- Capacity to provide space for prison population falls far short as general population expands
- “Prisons are becoming overcrowded resulting in instances of two prisoners occupying one cell, with one lying on the floor on a thin mattress, as I witnessed myself …two prisoners in one cell in effect represents a regression, a step backwards in the care of prisoners”
- “Concern that appointment of 50 new circuit court judges will result in more committals to prisons”
- “The prison system is unable to rehabilitate prisoners and prepare them for re-entry to the world”
- “Drugs are sought as a way of coping with prison life and, of course, hinder rehabilitation efforts”
Following a recent visit to support the prison chaplaincy team in Mountjoy Prison, Dublin, Bishop Martin Hayes has released the following statement:
“I would like to sincerely thank the prison chaplains, management, staff, and prisoners for their welcome to Mountjoy Prison. I was able to move throughout the facility and observe conditions are they exist. The main purpose of my visit was to offer support to the prison chaplaincy team in their pastoral outreach to prisoners and staff. During my visit I gained an appreciation of the work of the chaplains and their rapport with prisoners. It is readily apparent that the chaplains’ role is valued by both management and staff.
“At all times I am conscious of the victims of crime and, in particular, of those people bereaved by the loss of family or friends due to the actions of convicted criminals.”
Bishop Hayes continued, “people are sent to prison in the hope that they will mend their ways; that they will be rehabilitated. However, our prison system, despite the best of intentions, is struggling to achieve rehabilitation for those in custody. It is in this context that we cannot forget about those who are sent to prison, the men and women who are serving time for crimes that they committed.
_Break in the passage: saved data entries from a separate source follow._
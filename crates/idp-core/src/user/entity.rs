//! User Aggregate
//!
//! Account identity, credential, profile and activation / verification
//! state. The credential is an opaque one-way hash that never leaves the
//! aggregate except through [`UserRecord`] for persistence.

use std::fmt;

use bson::serde_helpers::chrono_datetime_as_bson_datetime;
use chrono::{DateTime, Utc};
use serde::{Deserialize, Serialize};
use tracing::warn;

use crate::auth::password_service::PasswordHasher;
use crate::shared::email::Email;
use crate::shared::entity::{Entity, EntityMeta};
use crate::shared::error::{IdpError, Result};
use crate::shared::tsid::EntityId;

pub const NAME_MAX_LENGTH: usize = 255;

/// Trim a name and check it is 1..=255 characters.
pub(crate) fn validate_name(field: &str, value: &str) -> Result<String> {
    let trimmed = value.trim();
    if trimmed.is_empty() {
        return Err(IdpError::required(field));
    }
    if trimmed.chars().count() > NAME_MAX_LENGTH {
        return Err(IdpError::out_of_range(
            field,
            format!("{} must be at most {} characters", field, NAME_MAX_LENGTH),
        ));
    }
    Ok(trimmed.to_string())
}

#[derive(Clone)]
pub struct User {
    meta: EntityMeta,
    email: Email,
    password_hash: String,
    first_name: String,
    last_name: String,
    active: bool,
    email_verified: bool,
    last_login_at: Option<DateTime<Utc>>,
}

impl User {
    /// New active, unverified user without a credential.
    pub fn new(email: Email, first_name: &str, last_name: &str) -> Result<Self> {
        Self::with_id(EntityId::generate(), email, first_name, last_name)
    }

    pub fn with_id(id: EntityId, email: Email, first_name: &str, last_name: &str) -> Result<Self> {
        Ok(Self {
            meta: EntityMeta::with_id(id),
            email,
            password_hash: String::new(),
            first_name: validate_name("firstName", first_name)?,
            last_name: validate_name("lastName", last_name)?,
            active: true,
            email_verified: false,
            last_login_at: None,
        })
    }

    /// Reconstitute a user from its storage record.
    pub fn restore(record: UserRecord) -> Result<Self> {
        Ok(Self {
            meta: EntityMeta::restore(record.id.into(), record.created_at, record.updated_at),
            email: Email::parse(&record.email)?,
            password_hash: record.password_hash,
            first_name: record.first_name,
            last_name: record.last_name,
            active: record.active,
            email_verified: record.email_verified,
            last_login_at: record.last_login_at,
        })
    }

    pub fn id(&self) -> &EntityId {
        self.meta.id()
    }

    pub fn created_at(&self) -> DateTime<Utc> {
        self.meta.created_at()
    }

    pub fn updated_at(&self) -> DateTime<Utc> {
        self.meta.updated_at()
    }

    pub fn email(&self) -> &Email {
        &self.email
    }

    pub fn first_name(&self) -> &str {
        &self.first_name
    }

    pub fn last_name(&self) -> &str {
        &self.last_name
    }

    pub fn full_name(&self) -> String {
        format!("{} {}", self.first_name, self.last_name)
    }

    pub fn is_active(&self) -> bool {
        self.active
    }

    pub fn is_email_verified(&self) -> bool {
        self.email_verified
    }

    pub fn last_login_at(&self) -> Option<DateTime<Utc>> {
        self.last_login_at
    }

    pub fn has_password(&self) -> bool {
        !self.password_hash.is_empty()
    }

    /// Replace the credential with the hash of `plain`. The previous
    /// credential is discarded.
    pub fn set_password(&mut self, plain: &str, hasher: &dyn PasswordHasher) -> Result<()> {
        self.password_hash = hasher.hash(plain)?;
        self.meta.touch();
        Ok(())
    }

    /// Never fails: hashing errors are logged and count as a mismatch.
    pub fn verify_password(&self, plain: &str, hasher: &dyn PasswordHasher) -> bool {
        if self.password_hash.is_empty() {
            return false;
        }
        match hasher.verify(plain, &self.password_hash) {
            Ok(matches) => matches,
            Err(e) => {
                warn!(user_id = %self.id(), error = %e, "Password verification failed with error");
                false
            }
        }
    }

    pub fn activate(&mut self) {
        self.active = true;
        self.meta.touch();
    }

    pub fn deactivate(&mut self) {
        self.active = false;
        self.meta.touch();
    }

    /// One-way: there is no way to unverify an email.
    pub fn verify_email(&mut self) {
        self.email_verified = true;
        self.meta.touch();
    }

    pub fn record_login(&mut self) {
        let now = Utc::now();
        self.last_login_at = Some(now);
        self.meta.touch();
    }

    /// Replace both names. Neither changes unless both are valid.
    pub fn update_profile(&mut self, first_name: &str, last_name: &str) -> Result<()> {
        let first = validate_name("firstName", first_name)?;
        let last = validate_name("lastName", last_name)?;
        self.first_name = first;
        self.last_name = last;
        self.meta.touch();
        Ok(())
    }

    pub fn to_view(&self) -> UserView {
        UserView::from(self)
    }

    pub fn to_record(&self) -> UserRecord {
        UserRecord {
            id: self.id().to_string(),
            email: self.email.to_string(),
            password_hash: self.password_hash.clone(),
            first_name: self.first_name.clone(),
            last_name: self.last_name.clone(),
            active: self.active,
            email_verified: self.email_verified,
            last_login_at: self.last_login_at,
            created_at: self.created_at(),
            updated_at: self.updated_at(),
        }
    }
}

impl Entity for User {
    fn meta(&self) -> &EntityMeta {
        &self.meta
    }
}

impl PartialEq for User {
    fn eq(&self, other: &Self) -> bool {
        self.id() == other.id()
    }
}

impl Eq for User {}

impl fmt::Debug for User {
    fn fmt(&self, f: &mut fmt::Formatter<'_>) -> fmt::Result {
        f.debug_struct("User")
            .field("id", self.id())
            .field("email", &self.email)
            .field("password_hash", &"[REDACTED]")
            .field("first_name", &self.first_name)
            .field("last_name", &self.last_name)
            .field("active", &self.active)
            .field("email_verified", &self.email_verified)
            .field("last_login_at", &self.last_login_at)
            .finish()
    }
}

/// Storage shape of a user. Includes the credential hash.
#[derive(Clone, Serialize, Deserialize)]
#[serde(rename_all = "camelCase")]
pub struct UserRecord {
    #[serde(rename = "_id")]
    pub id: String,
    pub email: String,
    #[serde(default)]
    pub password_hash: String,
    pub first_name: String,
    pub last_name: String,
    #[serde(default = "default_true")]
    pub active: bool,
    #[serde(default)]
    pub email_verified: bool,
    #[serde(
        skip_serializing_if = "Option::is_none",
        default,
        with = "bson::serde_helpers::chrono_datetime_as_bson_datetime_optional"
    )]
    pub last_login_at: Option<DateTime<Utc>>,
    #[serde(with = "chrono_datetime_as_bson_datetime")]
    pub created_at: DateTime<Utc>,
    #[serde(with = "chrono_datetime_as_bson_datetime")]
    pub updated_at: DateTime<Utc>,
}

fn default_true() -> bool {
    true
}

impl fmt::Debug for UserRecord {
    fn fmt(&self, f: &mut fmt::Formatter<'_>) -> fmt::Result {
        f.debug_struct("UserRecord")
            .field("id", &self.id)
            .field("email", &self.email)
            .field("password_hash", &"[REDACTED]")
            .field("active", &self.active)
            .field("email_verified", &self.email_verified)
            .finish()
    }
}

/// Read model of a user. Never carries the credential.
#[derive(Debug, Clone, PartialEq, Serialize, Deserialize)]
#[serde(rename_all = "camelCase")]
pub struct UserView {
    pub id: String,
    pub email: String,
    pub first_name: String,
    pub last_name: String,
    pub full_name: String,
    pub active: bool,
    pub email_verified: bool,
    pub last_login_at: Option<DateTime<Utc>>,
    pub created_at: DateTime<Utc>,
    pub updated_at: DateTime<Utc>,
}

impl From<&User> for UserView {
    fn from(user: &User) -> Self {
        Self {
            id: user.id().to_string(),
            email: user.email.to_string(),
            first_name: user.first_name.clone(),
            last_name: user.last_name.clone(),
            full_name: user.full_name(),
            active: user.active,
            email_verified: user.email_verified,
            last_login_at: user.last_login_at,
            created_at: user.created_at(),
            updated_at: user.updated_at(),
        }
    }
}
“It is clear to me that the prison system in Mountjoy Prison is under huge pressure to cope with the demands placed upon it. The key message for me was that, while the population of our country has increased, the capacity of our Irish Prison Service – in terms of the total number of available cells – has not. It means that our prisons are becoming overcrowded resulting in instances of two prisoners occupying one cell, with one prisoner lying on the floor on a thin mattress, as I witnessed myself in Mountjoy.
“Lack of capacity is a priority issue for the management of our prisons which, in turn, is concerned that the appointment of fifty new circuit court judges will result in more committals to prisons. While facilities for prisoners have been improved, the specific issue of concern for Mountjoy is the limitation on improvement arising from the design of the Victorian premises itself.
“In speaking to one of the long-term prisoners, I was told that prison conditions have improved greatly with the installation of hand basins and televisions. However, the concern shared by chaplains, and Irish Prison Service management, is that further progress is being hampered by overcrowding – two prisoners in one cell in effect represents a regression, a step backwards in the care of prisoners.
“The prison system is under real pressure to provide rehabilitation. My conversations revealed that, despite the best efforts of management and education personnel involved, the prison system is unable to rehabilitate prisoners and prepare them for re-entry to the world. Prisoners spoke to me of finding it hard putting in time as they cannot avail of education classes. In speaking with an ‘enhanced’ prisoner – who has been afforded more work duties for good behaviour – he stated that the chaotic nature of prison life does not enable rehabilitation or promote a respect for the law, in preparation for life outside prison.”
Bishop Hayes concluded, “Another challenge is the ease with which drugs can be delivered into the prison. As Mountjoy is a prison in a city, drugs can literally be catapulted into the grounds thus increasing their ‘market’ value. Drugs are sought to cope with prison life and, of course, they hinder rehabilitation efforts.
“While the role of prison is to punish those who commit crime, I feel strongly that we have a responsibility to uphold the human dignity of those held in our prisons. It is absolutely in the interest of the common good that we do what we can for prisoners so as to help them return to society as a neighbour who, thereby, can make a positive contribution to our communities. If a person sent to prison feels forgotten and abandoned by society, the likelihood is that she or he will return to society angry and liable to return to a life of crime.”
- Bishop Martin Hayes is Bishop of Kilmore and liaison bishop with prison chaplains. Bishop Hayes visited Mountjoy Prison on 4 April 2023.